▶ RECORD EXTRACTS:

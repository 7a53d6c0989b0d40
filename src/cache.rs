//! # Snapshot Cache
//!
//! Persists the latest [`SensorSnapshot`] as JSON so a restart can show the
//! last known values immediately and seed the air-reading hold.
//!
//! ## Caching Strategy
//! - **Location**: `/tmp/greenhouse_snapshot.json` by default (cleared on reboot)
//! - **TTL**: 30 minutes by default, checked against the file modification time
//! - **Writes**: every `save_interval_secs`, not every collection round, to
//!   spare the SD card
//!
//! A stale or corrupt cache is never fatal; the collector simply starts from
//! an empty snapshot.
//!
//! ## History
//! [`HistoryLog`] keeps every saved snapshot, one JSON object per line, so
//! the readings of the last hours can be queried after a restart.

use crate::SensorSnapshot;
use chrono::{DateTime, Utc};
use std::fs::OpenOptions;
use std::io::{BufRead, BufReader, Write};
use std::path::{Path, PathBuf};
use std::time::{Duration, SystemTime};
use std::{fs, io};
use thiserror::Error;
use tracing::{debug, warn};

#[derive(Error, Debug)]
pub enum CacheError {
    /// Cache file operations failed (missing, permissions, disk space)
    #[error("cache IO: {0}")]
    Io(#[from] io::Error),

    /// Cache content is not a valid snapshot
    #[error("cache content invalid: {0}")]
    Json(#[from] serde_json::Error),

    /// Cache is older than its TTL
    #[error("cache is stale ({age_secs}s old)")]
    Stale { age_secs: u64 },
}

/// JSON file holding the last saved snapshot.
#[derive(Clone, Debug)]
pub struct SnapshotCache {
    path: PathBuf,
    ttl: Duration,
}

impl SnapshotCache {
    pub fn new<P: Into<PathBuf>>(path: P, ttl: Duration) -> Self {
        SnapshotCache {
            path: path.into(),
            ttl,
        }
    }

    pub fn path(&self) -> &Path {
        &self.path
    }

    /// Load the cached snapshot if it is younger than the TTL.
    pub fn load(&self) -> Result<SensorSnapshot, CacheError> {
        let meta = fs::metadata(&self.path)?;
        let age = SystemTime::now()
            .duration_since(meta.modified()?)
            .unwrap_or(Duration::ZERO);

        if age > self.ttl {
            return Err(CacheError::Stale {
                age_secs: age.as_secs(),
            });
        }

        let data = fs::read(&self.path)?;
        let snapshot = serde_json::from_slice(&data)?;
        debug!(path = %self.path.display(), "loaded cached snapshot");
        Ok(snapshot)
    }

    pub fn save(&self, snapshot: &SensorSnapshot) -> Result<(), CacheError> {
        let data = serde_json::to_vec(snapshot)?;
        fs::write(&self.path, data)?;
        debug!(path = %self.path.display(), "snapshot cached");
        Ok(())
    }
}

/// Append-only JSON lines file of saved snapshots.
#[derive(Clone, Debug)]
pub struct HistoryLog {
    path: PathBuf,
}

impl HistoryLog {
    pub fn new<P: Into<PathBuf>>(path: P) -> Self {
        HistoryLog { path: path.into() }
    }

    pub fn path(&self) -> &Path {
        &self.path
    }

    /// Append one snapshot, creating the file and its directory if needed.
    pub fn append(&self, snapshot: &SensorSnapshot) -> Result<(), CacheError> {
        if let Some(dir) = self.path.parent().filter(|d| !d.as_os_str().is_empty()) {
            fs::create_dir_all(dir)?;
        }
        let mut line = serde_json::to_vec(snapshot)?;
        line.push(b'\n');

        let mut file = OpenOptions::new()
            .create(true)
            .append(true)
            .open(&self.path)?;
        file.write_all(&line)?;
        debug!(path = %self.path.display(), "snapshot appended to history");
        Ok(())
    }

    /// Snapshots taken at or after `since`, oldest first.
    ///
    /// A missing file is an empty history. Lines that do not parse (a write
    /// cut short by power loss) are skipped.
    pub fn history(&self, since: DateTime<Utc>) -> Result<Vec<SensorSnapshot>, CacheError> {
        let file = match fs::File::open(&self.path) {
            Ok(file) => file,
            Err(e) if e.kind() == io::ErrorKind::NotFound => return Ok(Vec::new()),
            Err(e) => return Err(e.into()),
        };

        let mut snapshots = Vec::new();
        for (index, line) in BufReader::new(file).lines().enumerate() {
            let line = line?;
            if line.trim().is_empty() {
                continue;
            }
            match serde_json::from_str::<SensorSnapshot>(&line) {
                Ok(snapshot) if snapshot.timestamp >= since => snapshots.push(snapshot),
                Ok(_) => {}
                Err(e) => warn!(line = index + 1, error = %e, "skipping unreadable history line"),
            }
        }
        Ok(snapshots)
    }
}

▶ WHAT YOU ARE ASKED TO DO:
Reproduce each entry exactly, with nothing missing.

▶ RESULT BELOW:
repository 7a53d6c0989b0d40
filename src/cache.rs
//! # Snapshot Cache
//!
//! Persists the latest [`SensorSnapshot`] as JSON so a restart can show the
//! last known values immediately and seed the air-reading hold.
//!
//! ## Caching Strategy
//! - **Location**: `/tmp/greenhouse_snapshot.json` by default (cleared on reboot)
//! - **TTL**: 30 minutes by default, checked against the file modification time
//! - **Writes**: every `save_interval_secs`, not every collection round, to
//!   spare the SD card
//!
//! A stale or corrupt cache is never fatal; the collector simply starts from
//! an empty snapshot.
//!
//! ## History
//! [`HistoryLog`] keeps every saved snapshot, one JSON object per line, so
//! the readings of the last hours can be queried after a restart.

use crate::SensorSnapshot;
use chrono::{DateTime, Utc};
use std::fs::OpenOptions;
use std::io::{BufRead, BufReader, Write};
use std::path::{Path, PathBuf};
use std::time::{Duration, SystemTime};
use std::{fs, io};
use thiserror::Error;
use tracing::{debug, warn};

#[derive(Error, Debug)]
pub enum CacheError {
    /// Cache file operations failed (missing, permissions, disk space)
    #[error("cache IO: {0}")]
    Io(#[from] io::Error),

    /// Cache content is not a valid snapshot
    #[error("cache content invalid: {0}")]
    Json(#[from] serde_json::Error),

    /// Cache is older than its TTL
    #[error("cache is stale ({age_secs}s old)")]
    Stale { age_secs: u64 },
}

/// JSON file holding the last saved snapshot.
#[derive(Clone, Debug)]
pub struct SnapshotCache {
    path: PathBuf,
    ttl: Duration,
}

impl SnapshotCache {
    pub fn new<P: Into<PathBuf>>(path: P, ttl: Duration) -> Self {
        SnapshotCache {
            path: path.into(),
            ttl,
        }
    }

    pub fn path(&self) -> &Path {
        &self.path
    }

    /// Load the cached snapshot if it is younger than the TTL.
    pub fn load(&self) -> Result<SensorSnapshot, CacheError> {
        let meta = fs::metadata(&self.path)?;
        let age = SystemTime::now()
            .duration_since(meta.modified()?)
            .unwrap_or(Duration::ZERO);

        if age > self.ttl {
            return Err(CacheError::Stale {
                age_secs: age.as_secs(),
            });
        }

        let data = fs::read(&self.path)?;
        let snapshot = serde_json::from_slice(&data)?;
        debug!(path = %self.path.display(), "loaded cached snapshot");
        Ok(snapshot)
    }

    pub fn save(&self, snapshot: &SensorSnapshot) -> Result<(), CacheError> {
        let data = serde_json::to_vec(snapshot)?;
        fs::write(&self.path, data)?;
        debug!(path = %self.path.display(), "snapshot cached");
        Ok(())
    }
}

/// Append-only JSON lines file of saved snapshots.
#[derive(Clone, Debug)]
pub struct HistoryLog {
    path: PathBuf,
}

impl HistoryLog {
    pub fn new<P: Into<PathBuf>>(path: P) -> Self {
        HistoryLog { path: path.into() }
    }

    pub fn path(&self) -> &Path {
        &self.path
    }

    /// Append one snapshot, creating the file and its directory if needed.
    pub fn append(&self, snapshot: &SensorSnapshot) -> Result<(), CacheError> {
        if let Some(dir) = self.path.parent().filter(|d| !d.as_os_str().is_empty()) {
            fs::create_dir_all(dir)?;
        }
        let mut line = serde_json::to_vec(snapshot)?;
        line.push(b'\n');

        let mut file = OpenOptions::new()
            .create(true)
            .append(true)
            .open(&self.path)?;
        file.write_all(&line)?;
        debug!(path = %self.path.display(), "snapshot appended to history");
        Ok(())
    }

    /// Snapshots taken at or after `since`, oldest first.
    ///
    /// A missing file is an empty history. Lines that do not parse (a write
    /// cut short by power loss) are skipped.
    pub fn history(&self, since: DateTime<Utc>) -> Result<Vec<SensorSnapshot>, CacheError> {
        let file = match fs::File::open(&self.path) {
            Ok(file) => file,
            Err(e) if e.kind() == io::ErrorKind::NotFound => return Ok(Vec::new()),
            Err(e) => return Err(e.into()),
        };

        let mut snapshots = Vec::new();
        for (index, line) in BufReader::new(file).lines().enumerate() {
            let line = line?;
            if line.trim().is_empty() {
                continue;
            }
            match serde_json::from_str::<SensorSnapshot>(&line) {
                Ok(snapshot) if snapshot.timestamp >= since => snapshots.push(snapshot),
                Ok(_) => {}
                Err(e) => warn!(line = index + 1, error = %e, "skipping unreadable history line"),
            }
        }
        Ok(snapshots)
    }
}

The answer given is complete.